今回は,摩擦係数と摩擦力のお話.
摩擦力って?
2つの物体が接触しているときに働く,運動を邪魔しようとする力のこと.
運動の方向や力の方向とは常に逆向きに作用します.
動摩擦力
- 動いている物体にはたらく摩擦力のこと.
物体を押したりして動かす時,動き始めるとフッと軽くなるような感じがすると思います.
これは動いているときの摩擦力と静止しているときの摩擦力に差があるから.
動いているときの摩擦力を「動摩擦力」と呼びます.
動摩擦力は速度によらず常に一定です!
静止摩擦力
- 物体が止まっているときに働く摩擦力のこと.
静止摩擦力は,外からかかる力によって大きさが変わります.
静止摩擦力は物体が静止していることが条件です.外力と静止摩擦力は常に釣り合っています.
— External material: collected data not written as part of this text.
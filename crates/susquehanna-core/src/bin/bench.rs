/// Pure Rust benchmarks of policy evaluation.
///
/// Uses std::time::Instant for timing, a deterministic LCG PRNG for decision
/// vectors, the synthetic reference system for data, and
/// std::hint::black_box to prevent dead-code elimination.
use std::hint::black_box;
use std::time::{Duration, Instant};

use susquehanna_core::config::{DataMode, ModelConfig};
use susquehanna_core::synthetic;
use susquehanna_core::{ObjectiveSet, SusquehannaModel};

const REPEATS: usize = 7;

/// Decision vector drawn uniformly inside `bounds` with a simple LCG.
fn make_decision_vars(bounds: &[(f64, f64)], seed: u64) -> Vec<f64> {
    let mut state = seed;
    let mut next_f64 = || -> f64 {
        state = state
            .wrapping_mul(6364136223846793005)
            .wrapping_add(1442695040888963407);
        (state >> 33) as f64 / (1u64 << 31) as f64
    };
    bounds
        .iter()
        .map(|&(lo, hi)| lo + next_f64() * (hi - lo))
        .collect()
}

/// Run a closure `REPEATS` times, return the median duration.
fn median_time<F: FnMut()>(mut f: F) -> Duration {
    let mut times: Vec<Duration> = (0..REPEATS)
        .map(|_| {
            let start = Instant::now();
            f();
            start.elapsed()
        })
        .collect();
    times.sort();
    times[REPEATS / 2]
}

fn bench_mode(
    label: &'static str,
    mode: DataMode,
    objectives: ObjectiveSet,
    horizons: &[usize],
) -> Vec<(&'static str, usize, Duration)> {
    let mut results = Vec::new();

    for &n_years in horizons {
        let record_years = match mode {
            DataMode::Historic => n_years,
            DataMode::MonteCarlo { .. } => 4 * n_years,
        };
        let data = match synthetic::reference_system(record_years, 42) {
            Ok(d) => d,
            Err(e) => {
                eprintln!("{label}: cannot build reference system: {e}");
                continue;
            }
        };
        let config = ModelConfig {
            n_years,
            data_mode: mode,
            objectives,
            ..ModelConfig::default()
        };
        let model = match SusquehannaModel::new(config, data) {
            Ok(m) => m,
            Err(e) => {
                eprintln!("{label}: cannot build model: {e}");
                continue;
            }
        };
        let vars = make_decision_vars(&model.decision_bounds(), 42);

        // Warmup
        if let Err(e) = black_box(model.evaluate(&vars)) {
            eprintln!("{label}: evaluation failed: {e}");
            continue;
        }

        let dur = median_time(|| {
            let _ = black_box(model.evaluate(&vars));
        });
        results.push((label, n_years, dur));
    }
    results
}

fn main() {
    println!("Policy Evaluation Benchmarks");
    println!("============================================================");
    println!("{:<18} {:>6}   {:>12}", "Mode", "Years", "Median (ms)");
    println!("--------------------------------------------");

    let mut all_results: Vec<(&str, usize, Duration)> = Vec::new();

    all_results.extend(bench_mode(
        "historic",
        DataMode::Historic,
        ObjectiveSet::Standard,
        &[1, 5, 10],
    ));
    all_results.extend(bench_mode(
        "historic-extended",
        DataMode::Historic,
        ObjectiveSet::Extended,
        &[1, 10],
    ));
    all_results.extend(bench_mode(
        "monte-carlo-4",
        DataMode::MonteCarlo {
            n_samples: 4,
            percentile: 99.0,
            seed: 0,
        },
        ObjectiveSet::Extended,
        &[1, 5],
    ));

    for (mode, n, dur) in &all_results {
        let ms = dur.as_secs_f64() * 1000.0;
        println!("{:<18} {:>6}      {:>8.2}", mode, n, ms);
    }

    println!("============================================================");
}
//! Gaussian radial-basis-function control law.
//!
//! Decision vector layout, for `n_rbfs` functions over `n_inputs` inputs and
//! `n_outputs` outputs:
//!
//! ```text
//! [c_00, r_00, c_01, r_01, ..., c_(K-1)(I-1), r_(K-1)(I-1),   centers/radii, rbf-major
//!  w_00, w_01, ..., w_(K-1)(O-1)]                             weights, rbf-major
//! ```
//!
//! Centers live in [-1, 1], radii and weights in [0, 1].

use serde::{Deserialize, Serialize};
use smallvec::SmallVec;

use crate::error::ConfigError;

/// Radii below this are treated as this value.
const MIN_RADIUS: f64 = 1e-12;

pub const CENTER_BOUNDS: (f64, f64) = (-1.0, 1.0);
pub const RADIUS_BOUNDS: (f64, f64) = (0.0, 1.0);
pub const WEIGHT_BOUNDS: (f64, f64) = (0.0, 1.0);

#[derive(Debug, Clone, Copy, PartialEq, Eq, Serialize, Deserialize)]
#[serde(default)]
pub struct RbfShape {
    pub n_rbfs: usize,
    pub n_inputs: usize,
    pub n_outputs: usize,
}

impl Default for RbfShape {
    fn default() -> Self {
        Self {
            n_rbfs: 4,
            n_inputs: 2,
            n_outputs: 4,
        }
    }
}

impl RbfShape {
    /// Length of the decision vector.
    pub fn n_params(&self) -> usize {
        self.n_rbfs * (2 * self.n_inputs + self.n_outputs)
    }

    fn n_shape_params(&self) -> usize {
        self.n_rbfs * 2 * self.n_inputs
    }

    /// Per-variable `(min, max)` bounds in decision vector order.
    pub fn bounds(&self) -> Vec<(f64, f64)> {
        let mut bounds = Vec::with_capacity(self.n_params());
        for _ in 0..self.n_rbfs * self.n_inputs {
            bounds.push(CENTER_BOUNDS);
            bounds.push(RADIUS_BOUNDS);
        }
        bounds.extend(std::iter::repeat(WEIGHT_BOUNDS).take(self.n_rbfs * self.n_outputs));
        bounds
    }

    pub fn validate(&self) -> Result<(), ConfigError> {
        if self.n_rbfs == 0 || self.n_inputs == 0 || self.n_outputs == 0 {
            return Err(ConfigError::InvalidParameter(format!(
                "rbf shape must be non-empty, got {self:?}"
            )));
        }
        Ok(())
    }
}

#[derive(Debug, Clone, Copy)]
struct Basis {
    center: f64,
    radius: f64,
}

/// A decoded RBF policy. Built per evaluation, never stored on the model.
#[derive(Debug, Clone)]
pub struct RbfPolicy {
    shape: RbfShape,
    /// `n_rbfs * n_inputs`, rbf-major.
    basis: Vec<Basis>,
    /// `n_rbfs * n_outputs`, rbf-major, normalized per output.
    weights: Vec<f64>,
}

impl RbfPolicy {
    /// Decode a decision vector. Fails on a wrong length or on any value
    /// that is non-finite or outside its bound.
    pub fn from_decision_vars(shape: RbfShape, vars: &[f64]) -> Result<Self, ConfigError> {
        shape.validate()?;
        if vars.len() != shape.n_params() {
            return Err(ConfigError::DecisionVectorLength {
                expected: shape.n_params(),
                actual: vars.len(),
            });
        }
        for (index, (&value, (min, max))) in vars.iter().zip(shape.bounds()).enumerate() {
            if !(min..=max).contains(&value) {
                return Err(ConfigError::DecisionVariableOutOfBounds {
                    index,
                    value,
                    min,
                    max,
                });
            }
        }

        let (shape_params, raw_weights) = vars.split_at(shape.n_shape_params());
        let basis = shape_params
            .chunks_exact(2)
            .map(|cr| Basis {
                center: cr[0],
                radius: cr[1].max(MIN_RADIUS),
            })
            .collect();

        let mut weights = raw_weights.to_vec();
        for o in 0..shape.n_outputs {
            let total: f64 = (0..shape.n_rbfs)
                .map(|k| weights[k * shape.n_outputs + o])
                .sum();
            for k in 0..shape.n_rbfs {
                let w = &mut weights[k * shape.n_outputs + o];
                *w = if total > 0.0 {
                    *w / total
                } else {
                    1.0 / shape.n_rbfs as f64
                };
            }
        }

        Ok(Self {
            shape,
            basis,
            weights,
        })
    }

    pub fn shape(&self) -> RbfShape {
        self.shape
    }

    /// Normalized outputs in [0, 1] for normalized inputs.
    pub fn apply(&self, inputs: &[f64]) -> SmallVec<[f64; 4]> {
        debug_assert_eq!(inputs.len(), self.shape.n_inputs);
        let n_in = self.shape.n_inputs;
        let n_out = self.shape.n_outputs;
        let mut out: SmallVec<[f64; 4]> = SmallVec::from_elem(0.0, n_out);

        for k in 0..self.shape.n_rbfs {
            let dist: f64 = self.basis[k * n_in..(k + 1) * n_in]
                .iter()
                .zip(inputs)
                .map(|(b, &x)| (x - b.center).powi(2) / b.radius.powi(2))
                .sum();
            let phi = (-dist).exp();
            for (o, u) in out.iter_mut().enumerate() {
                *u += self.weights[k * n_out + o] * phi;
            }
        }

        for u in out.iter_mut() {
            *u = u.clamp(0.0, 1.0);
        }
        out
    }
}

#[cfg(test)]
mod tests {
    use super::*;
    use approx::assert_relative_eq;

    fn one_rbf() -> RbfShape {
        RbfShape {
            n_rbfs: 1,
            n_inputs: 2,
            n_outputs: 2,
        }
    }

    #[test]
    fn default_shape_has_32_params() {
        assert_eq!(RbfShape::default().n_params(), 32);
        assert_eq!(RbfShape::default().bounds().len(), 32);
    }

    #[test]
    fn bounds_layout() {
        let b = one_rbf().bounds();
        assert_eq!(b[0], CENTER_BOUNDS);
        assert_eq!(b[1], RADIUS_BOUNDS);
        assert_eq!(b[2], CENTER_BOUNDS);
        assert_eq!(b[3], RADIUS_BOUNDS);
        assert_eq!(b[4], WEIGHT_BOUNDS);
    }

    #[test]
    fn at_center_output_equals_weight() {
        // single rbf: normalized weight is 1 whatever its raw value
        let p = RbfPolicy::from_decision_vars(one_rbf(), &[0.5, 0.3, 0.2, 0.4, 0.7, 0.0]).unwrap();
        let u = p.apply(&[0.5, 0.2]);
        assert_relative_eq!(u[0], 1.0);
        assert_relative_eq!(u[1], 1.0);
    }

    #[test]
    fn gaussian_decay() {
        let p = RbfPolicy::from_decision_vars(one_rbf(), &[0.0, 1.0, 0.0, 1.0, 1.0, 1.0]).unwrap();
        let u = p.apply(&[1.0, 0.0]);
        assert_relative_eq!(u[0], (-1.0f64).exp(), epsilon = 1e-12);
    }

    #[test]
    fn zero_vector_gives_bounded_outputs() {
        let shape = RbfShape::default();
        let p = RbfPolicy::from_decision_vars(shape, &vec![0.0; shape.n_params()]).unwrap();
        for x in [[0.0, 0.9], [0.5, 0.5], [1.0, 1.0]] {
            let u = p.apply(&x);
            assert_eq!(u.len(), 4);
            assert!(u.iter().all(|v| (0.0..=1.0).contains(v)));
        }
    }

    #[test]
    fn zero_weights_become_uniform() {
        let shape = RbfShape {
            n_rbfs: 2,
            n_inputs: 1,
            n_outputs: 1,
        };
        // both rbfs centered on the input with unit radius
        let p = RbfPolicy::from_decision_vars(shape, &[0.0, 1.0, 0.0, 1.0, 0.0, 0.0]).unwrap();
        assert_relative_eq!(p.apply(&[0.0])[0], 1.0);
    }

    #[test]
    fn rejects_wrong_length() {
        let err = RbfPolicy::from_decision_vars(RbfShape::default(), &[0.0; 31]);
        assert!(matches!(
            err,
            Err(ConfigError::DecisionVectorLength {
                expected: 32,
                actual: 31
            })
        ));
    }

    #[test]
    fn rejects_out_of_bounds_and_nan() {
        let mut vars = vec![0.0; 6];
        vars[1] = -0.1;
        assert!(matches!(
            RbfPolicy::from_decision_vars(one_rbf(), &vars),
            Err(ConfigError::DecisionVariableOutOfBounds { index: 1, .. })
        ));
        vars[1] = 0.0;
        vars[5] = f64::NAN;
        assert!(RbfPolicy::from_decision_vars(one_rbf(), &vars).is_err());
    }
}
より外力がだんだん大きくなって,静止摩擦力の最大値よりも大きくなると物体が動き出します.この「静止摩擦力の最大値」のことを「最大静止摩擦力」と呼びます.
摩擦係数とは?
教科書的に言うと滑りにくさの指標なのですが,
垂直抗力のうち,どれくらいの割合が摩擦力になるかを示す指標
と覚えたほうが実践の時に楽です.
- 物体が静止しているときの摩擦係数:\(μ\)
- 物体が動いているときの摩擦係数:\(μ’\)
まずはわかりにくいと思うので例で説明します.
静止摩擦にはちょっとした落とし穴がありますので,簡単のために物体が動いているときを想定します.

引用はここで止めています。